• Information supplied:
- - -
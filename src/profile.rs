use std::sync::{Arc, RwLock};

use ahash::AHashMap;
use tracing::debug;

use crate::inputs::IndicatorQuad;

/// Fixed constant bundle associated with one region: the noise seed, the
/// display color, the km-per-viewport-unit scale, a density multiplier,
/// and the baseline indicator quadruple every effect row adds onto.
#[derive(Debug, Clone, PartialEq)]
pub struct StateProfile {
    pub seed: u32,
    pub color: String,
    pub km_per_px: f64,
    pub density: f64,
    pub base: IndicatorQuad,
}

impl StateProfile {
    /// Look up one of the built-in region profiles.
    pub fn known(name: &str) -> Option<StateProfile> {
        let profile = match name {
            "Uttar Pradesh" => StateProfile {
                seed: 13,
                color: "#c8522a".to_string(),
                km_per_px: 3.25,
                density: 1.02,
                base: IndicatorQuad::new(0.268, 0.196, 0.670, 0.890),
            },
            "Bihar" => StateProfile {
                seed: 19,
                color: "#a1462f".to_string(),
                km_per_px: 2.95,
                density: 0.97,
                base: IndicatorQuad::new(0.281, 0.214, 0.640, 0.872),
            },
            "Assam" => StateProfile {
                seed: 29,
                color: "#a85f2a".to_string(),
                km_per_px: 2.45,
                density: 0.91,
                base: IndicatorQuad::new(0.297, 0.236, 0.600, 0.850),
            },
            "Maharashtra" => StateProfile {
                seed: 37,
                color: "#be6640".to_string(),
                km_per_px: 3.55,
                density: 1.08,
                base: IndicatorQuad::new(0.245, 0.174, 0.740, 0.910),
            },
            "Rajasthan" => StateProfile {
                seed: 43,
                color: "#b85a2f".to_string(),
                km_per_px: 4.05,
                density: 1.05,
                base: IndicatorQuad::new(0.257, 0.183, 0.720, 0.903),
            },
            "Nagaland" => StateProfile {
                seed: 53,
                color: "#8f3f2a".to_string(),
                km_per_px: 2.05,
                density: 0.84,
                base: IndicatorQuad::new(0.314, 0.258, 0.550, 0.830),
            },
            _ => return None,
        };
        Some(profile)
    }

    /// Derive a synthetic profile for a region with no built-in entry.
    ///
    /// Deterministic: the same name always yields the same profile. The
    /// constants come from a string hash; their exact values are cosmetic,
    /// but stability and predictive-check baselines are clamped into
    /// plausible indicator territory.
    pub fn derive(name: &str) -> StateProfile {
        let hash = string_hash(name).unsigned_abs();

        let hue = hash % 360;
        let sat = 56 + (hash % 18);
        let light = 40 + (hash % 12);

        let mut base = IndicatorQuad::new(
            0.245 + (hash % 70) as f64 / 1000.0,
            0.165 + (hash % 90) as f64 / 1000.0,
            0.58 + (hash % 22) as f64 / 100.0,
            0.84 + (hash % 11) as f64 / 100.0,
        );
        base.stability = base.stability.clamp(0.50, 0.82);
        base.ppc = base.ppc.clamp(0.82, 0.93);

        StateProfile {
            seed: 11 + (hash % 79),
            color: hsl_to_hex(hue as f64, sat as f64, light as f64),
            km_per_px: 2.35 + (hash % 190) as f64 / 100.0,
            density: 0.86 + (hash % 28) as f64 / 100.0,
            base,
        }
    }
}

/// Read-through cache of per-region profiles.
///
/// Built-in regions bypass the cache; derived profiles are computed lazily
/// once per name. Two threads racing on a cold name may both derive the
/// (identical) value, but the map only ever holds one copy and later reads
/// are consistent.
#[derive(Debug, Default)]
pub struct ProfileCache {
    derived: RwLock<AHashMap<String, Arc<StateProfile>>>,
}

impl ProfileCache {
    pub fn new() -> Self {
        Self::default()
    }

    pub fn get(&self, name: &str) -> Arc<StateProfile> {
        if let Some(profile) = StateProfile::known(name) {
            return Arc::new(profile);
        }

        if let Some(profile) = self.derived.read().expect("profile cache poisoned").get(name) {
            return Arc::clone(profile);
        }

        let profile = Arc::new(StateProfile::derive(name));
        debug!(region = name, seed = profile.seed, "derived fallback profile");
        let mut map = self.derived.write().expect("profile cache poisoned");
        Arc::clone(map.entry(name.to_string()).or_insert(profile))
    }
}

/// 32-bit string hash (the classic `h = 31*h + c` over UTF-16 units, with
/// wrapping arithmetic).
fn string_hash(s: &str) -> i32 {
    let mut h: i32 = 0;
    for unit in s.encode_utf16() {
        h = h.wrapping_shl(5).wrapping_sub(h).wrapping_add(unit as i32);
    }
    h
}

/// Convert HSL (degrees, percent, percent) to a `#rrggbb` hex string.
fn hsl_to_hex(h: f64, s: f64, l: f64) -> String {
    let hh = h / 360.0;
    let ss = s / 100.0;
    let ll = l / 100.0;

    fn hue_to_rgb(p: f64, q: f64, t: f64) -> f64 {
        let mut tt = t;
        if tt < 0.0 {
            tt += 1.0;
        }
        if tt > 1.0 {
            tt -= 1.0;
        }
        if tt < 1.0 / 6.0 {
            return p + (q - p) * 6.0 * tt;
        }
        if tt < 1.0 / 2.0 {
            return q;
        }
        if tt < 2.0 / 3.0 {
            return p + (q - p) * (2.0 / 3.0 - tt) * 6.0;
        }
        p
    }

    let (r, g, b) = if ss == 0.0 {
        (ll, ll, ll)
    } else {
        let q = if ll < 0.5 { ll * (1.0 + ss) } else { ll + ss - ll * ss };
        let p = 2.0 * ll - q;
        (
            hue_to_rgb(p, q, hh + 1.0 / 3.0),
            hue_to_rgb(p, q, hh),
            hue_to_rgb(p, q, hh - 1.0 / 3.0),
        )
    };

    let to_byte = |x: f64| (x * 255.0).round() as u8;
    format!("#{:02x}{:02x}{:02x}", to_byte(r), to_byte(g), to_byte(b))
}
- - -
• What to do: Give back each record, exactly as it reads.

• Exercise solution:
filename src/profile.rs
use std::sync::{Arc, RwLock};

use ahash::AHashMap;
use tracing::debug;

use crate::inputs::IndicatorQuad;

/// Fixed constant bundle associated with one region: the noise seed, the
/// display color, the km-per-viewport-unit scale, a density multiplier,
/// and the baseline indicator quadruple every effect row adds onto.
#[derive(Debug, Clone, PartialEq)]
pub struct StateProfile {
    pub seed: u32,
    pub color: String,
    pub km_per_px: f64,
    pub density: f64,
    pub base: IndicatorQuad,
}

impl StateProfile {
    /// Look up one of the built-in region profiles.
    pub fn known(name: &str) -> Option<StateProfile> {
        let profile = match name {
            "Uttar Pradesh" => StateProfile {
                seed: 13,
                color: "#c8522a".to_string(),
                km_per_px: 3.25,
                density: 1.02,
                base: IndicatorQuad::new(0.268, 0.196, 0.670, 0.890),
            },
            "Bihar" => StateProfile {
                seed: 19,
                color: "#a1462f".to_string(),
                km_per_px: 2.95,
                density: 0.97,
                base: IndicatorQuad::new(0.281, 0.214, 0.640, 0.872),
            },
            "Assam" => StateProfile {
                seed: 29,
                color: "#a85f2a".to_string(),
                km_per_px: 2.45,
                density: 0.91,
                base: IndicatorQuad::new(0.297, 0.236, 0.600, 0.850),
            },
            "Maharashtra" => StateProfile {
                seed: 37,
                color: "#be6640".to_string(),
                km_per_px: 3.55,
                density: 1.08,
                base: IndicatorQuad::new(0.245, 0.174, 0.740, 0.910),
            },
            "Rajasthan" => StateProfile {
                seed: 43,
                color: "#b85a2f".to_string(),
                km_per_px: 4.05,
                density: 1.05,
                base: IndicatorQuad::new(0.257, 0.183, 0.720, 0.903),
            },
            "Nagaland" => StateProfile {
                seed: 53,
                color: "#8f3f2a".to_string(),
                km_per_px: 2.05,
                density: 0.84,
                base: IndicatorQuad::new(0.314, 0.258, 0.550, 0.830),
            },
            _ => return None,
        };
        Some(profile)
    }

    /// Derive a synthetic profile for a region with no built-in entry.
    ///
    /// Deterministic: the same name always yields the same profile. The
    /// constants come from a string hash; their exact values are cosmetic,
    /// but stability and predictive-check baselines are clamped into
    /// plausible indicator territory.
    pub fn derive(name: &str) -> StateProfile {
        let hash = string_hash(name).unsigned_abs();

        let hue = hash % 360;
        let sat = 56 + (hash % 18);
        let light = 40 + (hash % 12);

        let mut base = IndicatorQuad::new(
            0.245 + (hash % 70) as f64 / 1000.0,
            0.165 + (hash % 90) as f64 / 1000.0,
            0.58 + (hash % 22) as f64 / 100.0,
            0.84 + (hash % 11) as f64 / 100.0,
        );
        base.stability = base.stability.clamp(0.50, 0.82);
        base.ppc = base.ppc.clamp(0.82, 0.93);

        StateProfile {
            seed: 11 + (hash % 79),
            color: hsl_to_hex(hue as f64, sat as f64, light as f64),
            km_per_px: 2.35 + (hash % 190) as f64 / 100.0,
            density: 0.86 + (hash % 28) as f64 / 100.0,
            base,
        }
    }
}

/// Read-through cache of per-region profiles.
///
/// Built-in regions bypass the cache; derived profiles are computed lazily
/// once per name. Two threads racing on a cold name may both derive the
/// (identical) value, but the map only ever holds one copy and later reads
/// are consistent.
#[derive(Debug, Default)]
pub struct ProfileCache {
    derived: RwLock<AHashMap<String, Arc<StateProfile>>>,
}

impl ProfileCache {
    pub fn new() -> Self {
        Self::default()
    }

    pub fn get(&self, name: &str) -> Arc<StateProfile> {
        if let Some(profile) = StateProfile::known(name) {
            return Arc::new(profile);
        }

        if let Some(profile) = self.derived.read().expect("profile cache poisoned").get(name) {
            return Arc::clone(profile);
        }

        let profile = Arc::new(StateProfile::derive(name));
        debug!(region = name, seed = profile.seed, "derived fallback profile");
        let mut map = self.derived.write().expect("profile cache poisoned");
        Arc::clone(map.entry(name.to_string()).or_insert(profile))
    }
}

/// 32-bit string hash (the classic `h = 31*h + c` over UTF-16 units, with
/// wrapping arithmetic).
fn string_hash(s: &str) -> i32 {
    let mut h: i32 = 0;
    for unit in s.encode_utf16() {
        h = h.wrapping_shl(5).wrapping_sub(h).wrapping_add(unit as i32);
    }
    h
}

/// Convert HSL (degrees, percent, percent) to a `#rrggbb` hex string.
fn hsl_to_hex(h: f64, s: f64, l: f64) -> String {
    let hh = h / 360.0;
    let ss = s / 100.0;
    let ll = l / 100.0;

    fn hue_to_rgb(p: f64, q: f64, t: f64) -> f64 {
        let mut tt = t;
        if tt < 0.0 {
            tt += 1.0;
        }
        if tt > 1.0 {
            tt -= 1.0;
        }
        if tt < 1.0 / 6.0 {
            return p + (q - p) * 6.0 * tt;
        }
        if tt < 1.0 / 2.0 {
            return q;
        }
        if tt < 2.0 / 3.0 {
            return p + (q - p) * (2.0 / 3.0 - tt) * 6.0;
        }
        p
    }

    let (r, g, b) = if ss == 0.0 {
        (ll, ll, ll)
    } else {
        let q = if ll < 0.5 { ll * (1.0 + ss) } else { ll + ss - ll * ss };
        let p = 2.0 * ll - q;
        (
            hue_to_rgb(p, q, hh + 1.0 / 3.0),
            hue_to_rgb(p, q, hh),
            hue_to_rgb(p, q, hh - 1.0 / 3.0),
        )
    };

    let to_byte = |x: f64| (x * 255.0).round() as u8;
    format!("#{:02x}{:02x}{:02x}", to_byte(r), to_byte(g), to_byte(b))
}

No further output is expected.